The Differences Between How Parents and Society Teach Boys and Girls
Financial Awareness
(Page 3)
• Many more teenage boys than girls report understanding of how to write
a check and how a credit card works, including accrued interest.
• Teenage girls are much more likely to be in debt than boys, with
almost 50% reporting credit card debt as opposed to less than a quarter
of teen boys having any debt.
• Girls are more likely to report that learning about investing is
boring, while boys report a real interest in learning about it. When
asked to elaborate, girls often pointed out that this wasn’t something
they would be doing in the future, while boys indicated that it was
important to learn so that they could be successful.
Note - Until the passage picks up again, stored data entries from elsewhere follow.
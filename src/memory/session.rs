//! Conversation session model
//!
//! A session owns its message log (sliding window, oldest evicted first) and
//! the facts derived from it.

use crate::memory::facts::{FactExtractor, FactRecord};
use chrono::{DateTime, Utc};
use serde::{Deserialize, Serialize};
use std::collections::VecDeque;
use uuid::Uuid;

/// Role of a message sender
#[derive(Debug, Clone, Copy, Serialize, Deserialize, PartialEq, Eq)]
#[serde(rename_all = "lowercase")]
pub enum MessageRole {
    User,
    Assistant,
}

/// Profile snippet that grounded an assistant answer
#[derive(Debug, Clone, Serialize, Deserialize, PartialEq)]
pub struct RetrievedContext {
    pub title: String,
    pub content: String,
    pub relevance: f32,
}

#[derive(Debug, Clone, Default, Serialize, Deserialize, PartialEq)]
#[serde(rename_all = "camelCase")]
pub struct MessageMetadata {
    #[serde(default, alias = "context", skip_serializing_if = "Vec::is_empty")]
    pub retrieved_context: Vec<RetrievedContext>,
    #[serde(default, alias = "extractedInfo", skip_serializing_if = "Option::is_none")]
    pub extracted_facts: Option<FactRecord>,
}

impl MessageMetadata {
    pub fn with_context(retrieved_context: Vec<RetrievedContext>) -> Self {
        Self {
            retrieved_context,
            extracted_facts: None,
        }
    }

    fn is_empty(&self) -> bool {
        self.retrieved_context.is_empty() && self.extracted_facts.is_none()
    }
}

/// A single message in a conversation
#[derive(Debug, Clone, Serialize, Deserialize, PartialEq)]
pub struct Message {
    pub id: Uuid,
    pub role: MessageRole,
    pub content: String,
    pub timestamp: DateTime<Utc>,
    #[serde(default, skip_serializing_if = "Option::is_none")]
    pub metadata: Option<MessageMetadata>,
}

impl Message {
    pub fn new(role: MessageRole, content: String, metadata: Option<MessageMetadata>) -> Self {
        Self {
            id: Uuid::new_v4(),
            role,
            content,
            timestamp: Utc::now(),
            metadata: metadata.filter(|m| !m.is_empty()),
        }
    }
}

/// Free-form session bookkeeping
#[derive(Debug, Clone, Default, Serialize, Deserialize, PartialEq)]
#[serde(rename_all = "camelCase")]
pub struct SessionMetadata {
    /// Messages ever appended, unaffected by window eviction
    #[serde(default)]
    pub total_messages: u64,
    /// `total_messages` when a summary was last pushed to the global log
    #[serde(default)]
    pub last_global_at: u64,
    #[serde(default, skip_serializing_if = "Option::is_none")]
    pub user_agent: Option<String>,
    #[serde(default, skip_serializing_if = "Vec::is_empty")]
    pub tags: Vec<String>,
}

/// One visitor's conversation
#[derive(Debug, Clone, Serialize, Deserialize, PartialEq)]
#[serde(rename_all = "camelCase")]
pub struct Session {
    pub id: Uuid,
    messages: VecDeque<Message>,
    pub created_at: DateTime<Utc>,
    pub last_active: DateTime<Utc>,
    #[serde(default)]
    pub user_info: FactRecord,
    #[serde(default, skip_serializing_if = "Option::is_none")]
    pub conversation_summary: Option<String>,
    #[serde(default)]
    pub metadata: SessionMetadata,
}

impl Session {
    pub fn new(id: Uuid) -> Self {
        let now = Utc::now();
        Self {
            id,
            messages: VecDeque::new(),
            created_at: now,
            last_active: now,
            user_info: FactRecord::default(),
            conversation_summary: None,
            metadata: SessionMetadata::default(),
        }
    }

    /// Append a message, evict beyond `cap` and re-derive facts.
    ///
    /// Returns how many messages were evicted.
    pub fn push_message(&mut self, message: Message, cap: usize) -> usize {
        self.messages.push_back(message);
        self.metadata.total_messages += 1;

        let mut evicted = 0;
        while self.messages.len() > cap {
            self.messages.pop_front();
            evicted += 1;
        }

        self.refresh_facts();
        self.last_active = Utc::now();
        evicted
    }

    /// Facts are a pure function of the retained log
    pub fn refresh_facts(&mut self) {
        self.user_info = FactExtractor::extract(self.messages.iter());
    }

    // =============================
    // Iterators
    // =============================

    pub fn messages(&self) -> impl Iterator<Item = &Message> {
        self.messages.iter()
    }

    /// The last `count` messages, oldest first
    pub fn recent_messages(&self, count: usize) -> impl Iterator<Item = &Message> {
        let skip = self.messages.len().saturating_sub(count);
        self.messages.iter().skip(skip)
    }

    pub fn user_messages(&self) -> impl DoubleEndedIterator<Item = &Message> {
        self.messages.iter().filter(|m| m.role == MessageRole::User)
    }

    // =============================
    // Counters
    // =============================

    pub fn message_count(&self) -> usize {
        self.messages.len()
    }

    pub fn user_message_count(&self) -> usize {
        self.user_messages().count()
    }

    pub fn assistant_message_count(&self) -> usize {
        self.messages
            .iter()
            .filter(|m| m.role == MessageRole::Assistant)
            .count()
    }

    pub fn is_empty(&self) -> bool {
        self.messages.is_empty()
    }
}
//! Key-value persistence layer
//!
//! Sessions and the global memory list live behind one TTL-aware key-value
//! trait. Two interchangeable backends exist: in-process for development and
//! tests, Postgres for production. Session lifecycle logic sits above this
//! trait and is never duplicated per backend.

pub mod memory;
pub mod postgres;
#[cfg(test)]
pub(crate) mod testing;

pub use memory::InMemoryBackend;
pub use postgres::PostgresBackend;

use crate::config::AppConfig;
use crate::Result;
use chrono::{DateTime, Utc};
use std::sync::Arc;
use std::time::Duration;
use tracing::{info, warn};

/// A stored key and its expiry, as seen by a scan
#[derive(Debug, Clone, PartialEq, Eq)]
pub struct KeyEntry {
    pub key: String,
    /// `None` when the key was written without a TTL
    pub expires_at: Option<DateTime<Utc>>,
}

impl KeyEntry {
    pub fn is_lapsed(&self, now: DateTime<Utc>) -> bool {
        self.expires_at.map_or(false, |at| at <= now)
    }
}

/// Trait for TTL-bound key-value persistence.
///
/// Expired keys must read as absent. Scans may still report keys whose TTL
/// has lapsed but which have not been reclaimed yet.
#[async_trait::async_trait]
pub trait KvBackend: Send + Sync {
    /// Human-readable backend name for logs
    fn name(&self) -> &'static str;

    async fn get(&self, key: &str) -> Result<Option<String>>;

    /// Write a value, replacing any previous one, expiring after `ttl`
    async fn set_with_ttl(&self, key: &str, value: String, ttl: Duration) -> Result<()>;

    /// Remove a key. Returns whether a live value was removed.
    async fn delete(&self, key: &str) -> Result<bool>;

    /// Every key under `prefix`, including lapsed-but-unreclaimed ones
    async fn scan_prefix(&self, prefix: &str) -> Result<Vec<KeyEntry>>;

    /// Prepend a value to a list
    async fn list_push_front(&self, key: &str, value: String) -> Result<()>;

    /// Keep only the first `keep` list items
    async fn list_trim(&self, key: &str, keep: usize) -> Result<()>;

    /// First `count` list items, front first
    async fn list_range(&self, key: &str, count: usize) -> Result<Vec<String>>;

    /// Set the TTL of a whole key (value or list)
    async fn expire(&self, key: &str, ttl: Duration) -> Result<()>;
}

/// Longest expiry ever stored; larger TTLs are clamped to it
const MAX_TTL_DAYS: i64 = 36_500;

pub fn expiry_from(now: DateTime<Utc>, ttl: Duration) -> DateTime<Utc> {
    let cap = chrono::Duration::days(MAX_TTL_DAYS);
    let ttl = chrono::Duration::from_std(ttl)
        .ok()
        .filter(|ttl| *ttl <= cap)
        .unwrap_or(cap);
    now.checked_add_signed(ttl).unwrap_or(now)
}

/// Pick the backend from configuration: Postgres when a database URL is set,
/// in-memory otherwise or when the pool cannot be created.
pub fn build_backend(config: &AppConfig) -> Arc<dyn KvBackend> {
    if let Some(url) = config.database_url.as_deref() {
        match PostgresBackend::connect_lazy(url) {
            Ok(backend) => {
                info!("Memory backend: postgres");
                return Arc::new(backend);
            }
            Err(error) => {
                warn!(
                    "Failed to initialize postgres memory backend, falling back to in-memory: {}",
                    error
                );
            }
        }
    }

    info!("Memory backend: in-memory");
    Arc::new(InMemoryBackend::new())
}

#[cfg(test)]
mod tests {
    use super::*;

    #[test]
    fn test_key_entry_lapse() {
        let now = Utc::now();
        let lapsed = KeyEntry {
            key: "session:a".to_string(),
            expires_at: Some(now - chrono::Duration::seconds(1)),
        };
        let live = KeyEntry {
            key: "session:b".to_string(),
            expires_at: Some(now + chrono::Duration::seconds(60)),
        };
        let persistent = KeyEntry {
            key: "session:c".to_string(),
            expires_at: None,
        };

        assert!(lapsed.is_lapsed(now));
        assert!(!live.is_lapsed(now));
        assert!(!persistent.is_lapsed(now));
    }

    #[test]
    fn test_huge_ttl_is_clamped() {
        let now = Utc::now();
        let expiry = expiry_from(now, Duration::from_secs(9_000_000_000_000));
        assert_eq!(expiry, now + chrono::Duration::days(MAX_TTL_DAYS));

        let hour = expiry_from(now, Duration::from_secs(3600));
        assert_eq!(hour, now + chrono::Duration::hours(1));
    }

    #[test]
    fn test_build_backend_defaults_to_memory() {
        let config = AppConfig::default();
        let backend = build_backend(&config);
        assert_eq!(backend.name(), "in-memory");
    }
}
The perception that girls shouldn’t have to worry about their financial
future in the long term (based upon the faulty premise that a man will
take care of her or that she can hire a financial consultant to handle
all of the boring stuff) is still present in many homes. Fortunately,
the balance is beginning to shift as more parents realize that women who
are successful in their careers must also be able to guide their own
financial futures, not rely on others to do it for them.
Programs Aim at Closing the Gap
Today’s girls are more likely to learn how to handle money at a young
age. Cautionary tales in the news and on talk shows about women left
destitute and the fear that social security can no longer support an
individual in their golden years has, perhaps, contributed to this.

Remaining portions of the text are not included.